*The problem:*
In the entries below, find every line holding the string "export" and collect it.

◆ ◆ ◆

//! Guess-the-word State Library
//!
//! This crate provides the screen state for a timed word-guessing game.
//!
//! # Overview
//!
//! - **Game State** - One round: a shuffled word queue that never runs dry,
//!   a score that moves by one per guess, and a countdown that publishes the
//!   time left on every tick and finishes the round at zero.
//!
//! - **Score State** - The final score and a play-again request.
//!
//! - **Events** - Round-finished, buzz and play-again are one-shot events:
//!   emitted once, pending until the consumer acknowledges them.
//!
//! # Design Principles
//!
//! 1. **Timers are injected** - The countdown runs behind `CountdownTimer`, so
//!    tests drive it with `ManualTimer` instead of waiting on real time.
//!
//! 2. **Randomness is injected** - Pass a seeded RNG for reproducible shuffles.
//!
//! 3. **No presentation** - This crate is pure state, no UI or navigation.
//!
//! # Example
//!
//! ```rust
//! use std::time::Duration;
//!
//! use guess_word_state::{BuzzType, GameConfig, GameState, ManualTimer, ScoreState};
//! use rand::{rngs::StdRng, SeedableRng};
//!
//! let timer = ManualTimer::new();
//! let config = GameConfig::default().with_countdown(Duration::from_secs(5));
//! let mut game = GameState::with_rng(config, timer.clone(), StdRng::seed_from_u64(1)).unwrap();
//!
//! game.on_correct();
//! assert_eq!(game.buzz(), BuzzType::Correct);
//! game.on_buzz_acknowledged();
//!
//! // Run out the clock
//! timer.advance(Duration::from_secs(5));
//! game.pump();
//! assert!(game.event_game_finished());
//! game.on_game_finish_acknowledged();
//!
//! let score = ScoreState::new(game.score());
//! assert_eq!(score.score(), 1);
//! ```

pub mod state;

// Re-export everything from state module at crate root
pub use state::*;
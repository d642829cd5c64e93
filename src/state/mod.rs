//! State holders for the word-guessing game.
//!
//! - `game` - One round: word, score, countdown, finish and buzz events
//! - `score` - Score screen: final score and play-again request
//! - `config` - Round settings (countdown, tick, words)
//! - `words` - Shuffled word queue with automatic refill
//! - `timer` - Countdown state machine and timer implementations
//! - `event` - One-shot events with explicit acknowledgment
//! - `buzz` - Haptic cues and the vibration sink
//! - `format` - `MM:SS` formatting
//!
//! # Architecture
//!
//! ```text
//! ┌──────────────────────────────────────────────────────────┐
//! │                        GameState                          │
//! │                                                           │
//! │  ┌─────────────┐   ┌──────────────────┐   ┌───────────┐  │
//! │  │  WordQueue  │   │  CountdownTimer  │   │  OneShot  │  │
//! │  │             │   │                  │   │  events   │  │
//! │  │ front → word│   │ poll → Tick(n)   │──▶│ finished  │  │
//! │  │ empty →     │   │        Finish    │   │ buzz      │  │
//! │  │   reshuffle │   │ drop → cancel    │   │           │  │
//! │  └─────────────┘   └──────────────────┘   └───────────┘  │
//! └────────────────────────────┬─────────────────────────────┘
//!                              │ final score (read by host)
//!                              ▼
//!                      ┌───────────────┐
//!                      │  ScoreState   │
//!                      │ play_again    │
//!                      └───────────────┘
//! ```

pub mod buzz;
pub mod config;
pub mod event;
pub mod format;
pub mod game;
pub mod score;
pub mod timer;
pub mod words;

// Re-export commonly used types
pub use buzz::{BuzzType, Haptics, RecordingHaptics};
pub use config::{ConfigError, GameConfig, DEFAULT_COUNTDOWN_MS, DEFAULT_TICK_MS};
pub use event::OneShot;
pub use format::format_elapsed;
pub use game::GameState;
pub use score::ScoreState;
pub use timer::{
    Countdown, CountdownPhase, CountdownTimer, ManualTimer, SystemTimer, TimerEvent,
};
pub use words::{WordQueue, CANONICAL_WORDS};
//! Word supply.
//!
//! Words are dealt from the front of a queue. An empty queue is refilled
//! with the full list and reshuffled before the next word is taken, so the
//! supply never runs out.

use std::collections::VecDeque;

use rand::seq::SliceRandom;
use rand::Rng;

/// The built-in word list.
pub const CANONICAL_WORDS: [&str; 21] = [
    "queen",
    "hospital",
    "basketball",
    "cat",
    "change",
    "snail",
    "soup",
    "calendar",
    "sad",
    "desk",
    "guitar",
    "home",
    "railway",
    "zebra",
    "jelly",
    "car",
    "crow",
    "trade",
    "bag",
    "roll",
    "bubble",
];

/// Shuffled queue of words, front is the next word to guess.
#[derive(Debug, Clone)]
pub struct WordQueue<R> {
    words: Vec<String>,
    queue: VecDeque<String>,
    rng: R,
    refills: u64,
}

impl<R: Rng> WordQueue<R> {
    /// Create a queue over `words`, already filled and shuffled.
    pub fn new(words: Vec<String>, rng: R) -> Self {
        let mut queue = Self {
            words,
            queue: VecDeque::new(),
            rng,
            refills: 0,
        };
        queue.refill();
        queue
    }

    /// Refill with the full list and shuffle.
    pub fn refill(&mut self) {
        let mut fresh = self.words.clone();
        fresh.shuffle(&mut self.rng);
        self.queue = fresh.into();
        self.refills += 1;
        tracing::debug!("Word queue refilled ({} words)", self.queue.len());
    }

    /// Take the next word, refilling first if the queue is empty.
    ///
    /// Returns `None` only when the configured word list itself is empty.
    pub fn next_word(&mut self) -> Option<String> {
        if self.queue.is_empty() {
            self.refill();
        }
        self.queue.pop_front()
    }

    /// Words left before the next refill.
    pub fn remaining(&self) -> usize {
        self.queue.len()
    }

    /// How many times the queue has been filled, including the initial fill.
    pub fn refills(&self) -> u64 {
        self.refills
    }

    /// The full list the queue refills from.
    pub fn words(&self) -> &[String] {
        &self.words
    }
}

◆ ◆ ◆

*Result for this exercise:*
// Re-export everything from state module at crate root
// Re-export commonly used types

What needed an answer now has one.